//! Correlated collection batching through the public compiler surface.

use reliq::model::Model;
use reliq::query::{
    BodyClause, CollectionKind, Expr, ExternalValue, Ordering, ParameterValue, QueryCompiler,
    QueryModel, ResultOperator, SortDirection, SourceOrigin, Value,
};
use reliq::types::{SourceId, SourceIdGen};

fn model() -> Model {
    Model::builder()
        .entity("Customer", |e| {
            e.property("Id").property("Name").primary_key(["Id"])
        })
        .entity("Order", |e| {
            e.property("Id")
                .property("Date")
                .property("CustomerId")
                .primary_key(["Id"])
        })
        .relation("Order", "Customer", |r| {
            r.foreign_key(["CustomerId"])
                .dependent_nav("Customer")
                .principal_nav("Orders")
        })
        .build()
        .expect("model builds")
}

/// Hand-built equivalent of what the collection rewriter emits for
/// `customer.Orders`: a filtered subquery stamped with the navigation.
fn orders_of(model: &Model, ids: &mut SourceIdGen, owner: SourceId) -> QueryModel {
    let customers = model.entity_by_name("Customer").expect("Customer").id;
    let orders = model.entity_by_name("Order").expect("Order").id;
    let nav = model
        .navigation_by_name(customers, "Orders")
        .expect("Orders nav");
    let child = ids.fresh();
    let mut query = QueryModel::from_entity(child, orders).with_where(Expr::eq(
        Expr::property(Expr::Source(child), "CustomerId"),
        Expr::property(Expr::Source(owner), "Id"),
    ));
    query.origin_navigation = Some(nav.id);
    query
}

#[test]
fn projected_collection_is_batched() {
    let model = model();
    let customers = model.entity_by_name("Customer").expect("Customer").id;
    let mut ids = SourceIdGen::new();
    let root = ids.fresh();
    let query = QueryModel::from_entity(root, customers)
        .with_projection(Expr::property(Expr::Source(root), "Orders"));

    let compiled = QueryCompiler::new(&model).compile(query).expect("compiles");

    assert_eq!(
        compiled.query.projection,
        Expr::CorrelatedCollection {
            index: 0,
            kind: CollectionKind::List,
        }
    );
    assert_eq!(compiled.correlations.len(), 1);
    let reg = &compiled.correlations[0];
    assert_eq!(reg.parent_source, root);
    assert_eq!(reg.parent_key, Expr::property(Expr::Source(root), "Id"));
    assert!(reg.window.is_empty());
    assert!(reg.tracking);

    // Batched: the owner rows as source (the bare cloned parent collapses
    // to its entity set), child joined on the foreign key, ordered parent
    // primary key first then the correlation key.
    assert!(matches!(reg.query.source.origin, SourceOrigin::EntitySet(_)));
    let BodyClause::Join(join) = &reg.query.body[0] else {
        panic!("unexpected clause {:?}", reg.query.body[0]);
    };
    assert_eq!(
        join.outer_key,
        Expr::property(Expr::Source(reg.query.source.id), "Id")
    );
    assert_eq!(
        join.inner_key,
        Expr::property(Expr::Source(join.id), "CustomerId")
    );
    let BodyClause::OrderBy(orderings) = &reg.query.body[1] else {
        panic!("unexpected clause {:?}", reg.query.body[1]);
    };
    assert_eq!(
        orderings[0].expr,
        Expr::property(Expr::Source(reg.query.source.id), "Id")
    );
    assert_eq!(
        orderings[1].expr,
        Expr::property(Expr::Source(join.id), "CustomerId")
    );
    assert_eq!(
        reg.query.projection,
        Expr::KeyTuple(vec![
            Expr::property(Expr::Source(reg.query.source.id), "Id"),
            Expr::Source(join.id),
        ])
    );
}

#[test]
fn ordering_and_take_become_a_per_parent_window() {
    let model = model();
    let customers = model.entity_by_name("Customer").expect("Customer").id;
    let mut ids = SourceIdGen::new();
    let root = ids.fresh();
    let child = orders_of(&model, &mut ids, root);
    let child_src = child.source.id;
    let child = child
        .with_order_by(vec![Ordering::desc(Expr::property(
            Expr::Source(child_src),
            "Date",
        ))])
        .with_operator(ResultOperator::Take(Expr::constant(2i64)));
    let query = QueryModel::from_entity(root, customers).with_projection(Expr::materialize(
        CollectionKind::Array,
        Expr::subquery(child),
    ));

    let compiled = QueryCompiler::new(&model).compile(query).expect("compiles");

    let reg = &compiled.correlations[0];
    assert_eq!(reg.kind, CollectionKind::Array);
    assert_eq!(reg.window, vec![ResultOperator::Take(Expr::constant(2i64))]);
    let BodyClause::Join(join) = &reg.query.body[0] else {
        panic!("unexpected clause {:?}", reg.query.body[0]);
    };
    let SourceOrigin::Query(inner) = &join.inner else {
        panic!("unexpected join inner {:?}", join.inner);
    };
    assert!(inner.body.is_empty(), "correlation predicate removed");
    assert!(inner.operators.is_empty(), "window moved to registration");
    let BodyClause::OrderBy(orderings) = &reg.query.body[1] else {
        panic!("unexpected clause {:?}", reg.query.body[1]);
    };
    // Parent key, correlation key, then the explicit child ordering.
    assert_eq!(orderings.len(), 3);
    assert_eq!(
        orderings[2].expr,
        Expr::property(Expr::Source(join.id), "Date")
    );
    assert_eq!(orderings[2].direction, SortDirection::Descending);
}

#[test]
fn first_becomes_a_single_row_window() {
    let model = model();
    let customers = model.entity_by_name("Customer").expect("Customer").id;
    let mut ids = SourceIdGen::new();
    let root = ids.fresh();
    let child = orders_of(&model, &mut ids, root).with_operator(ResultOperator::First {
        return_default: true,
    });
    let query =
        QueryModel::from_entity(root, customers).with_projection(Expr::subquery(child));

    let compiled = QueryCompiler::new(&model).compile(query).expect("compiles");
    let reg = &compiled.correlations[0];
    assert_eq!(reg.window, vec![ResultOperator::Take(Expr::constant(1i64))]);
}

#[test]
fn escaping_subquery_keeps_streaming() {
    let model = model();
    let customers = model.entity_by_name("Customer").expect("Customer").id;
    let mut ids = SourceIdGen::new();
    let root = ids.fresh();
    let child = orders_of(&model, &mut ids, root);
    let child_src = child.source.id;
    // A second predicate reaching the parent row disqualifies the lift.
    let child = child.with_where(Expr::eq(
        Expr::property(Expr::Source(child_src), "Date"),
        Expr::property(Expr::Source(root), "Name"),
    ));
    let query = QueryModel::from_entity(root, customers).with_projection(Expr::materialize(
        CollectionKind::List,
        Expr::subquery(child),
    ));

    let compiled = QueryCompiler::new(&model).compile(query).expect("compiles");
    assert!(compiled.correlations.is_empty());
    assert!(matches!(
        compiled.query.projection,
        Expr::Materialize { .. }
    ));
}

#[test]
fn shape_hash_sees_the_collection_window() {
    let model = model();
    let customers = model.entity_by_name("Customer").expect("Customer").id;
    let compile = |take: i64| {
        let mut ids = SourceIdGen::new();
        let root = ids.fresh();
        let child = orders_of(&model, &mut ids, root)
            .with_operator(ResultOperator::Take(Expr::constant(take)));
        let query = QueryModel::from_entity(root, customers)
            .with_projection(Expr::subquery(child));
        QueryCompiler::new(&model).compile(query).expect("compiles")
    };

    let two = compile(2);
    let three = compile(3);
    assert_eq!(
        two.correlations[0].window,
        vec![ResultOperator::Take(Expr::constant(2i64))]
    );
    assert_ne!(two.shape_hash, three.shape_hash);
    assert_eq!(compile(2).shape_hash, two.shape_hash);
}

#[test]
fn captured_window_bound_becomes_a_parameter() {
    let model = model();
    let customers = model.entity_by_name("Customer").expect("Customer").id;
    let mut ids = SourceIdGen::new();
    let root = ids.fresh();
    let child = orders_of(&model, &mut ids, root).with_operator(ResultOperator::Take(
        Expr::External(ExternalValue::scalar("top", 2i64)),
    ));
    let query = QueryModel::from_entity(root, customers).with_projection(Expr::subquery(child));

    let compiled = QueryCompiler::new(&model).compile(query).expect("compiles");
    let reg = &compiled.correlations[0];
    assert_eq!(
        reg.window,
        vec![ResultOperator::Take(Expr::Parameter("__top_0".to_owned()))]
    );
    assert_eq!(
        compiled.parameters.get("__top_0"),
        Some(&ParameterValue::Scalar(Value::Int(2)))
    );
}

#[test]
fn non_paging_operator_keeps_streaming() {
    let model = model();
    let customers = model.entity_by_name("Customer").expect("Customer").id;
    let mut ids = SourceIdGen::new();
    let root = ids.fresh();
    let child = orders_of(&model, &mut ids, root).with_operator(ResultOperator::Distinct);
    let query =
        QueryModel::from_entity(root, customers).with_projection(Expr::subquery(child));

    let compiled = QueryCompiler::new(&model).compile(query).expect("compiles");
    assert!(compiled.correlations.is_empty());
    assert!(matches!(compiled.query.projection, Expr::Subquery(_)));
}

**Exercise description**
Look through the data above and return each line where the string "List" occurs.

**Response**
            kind: CollectionKind::List,
        CollectionKind::List,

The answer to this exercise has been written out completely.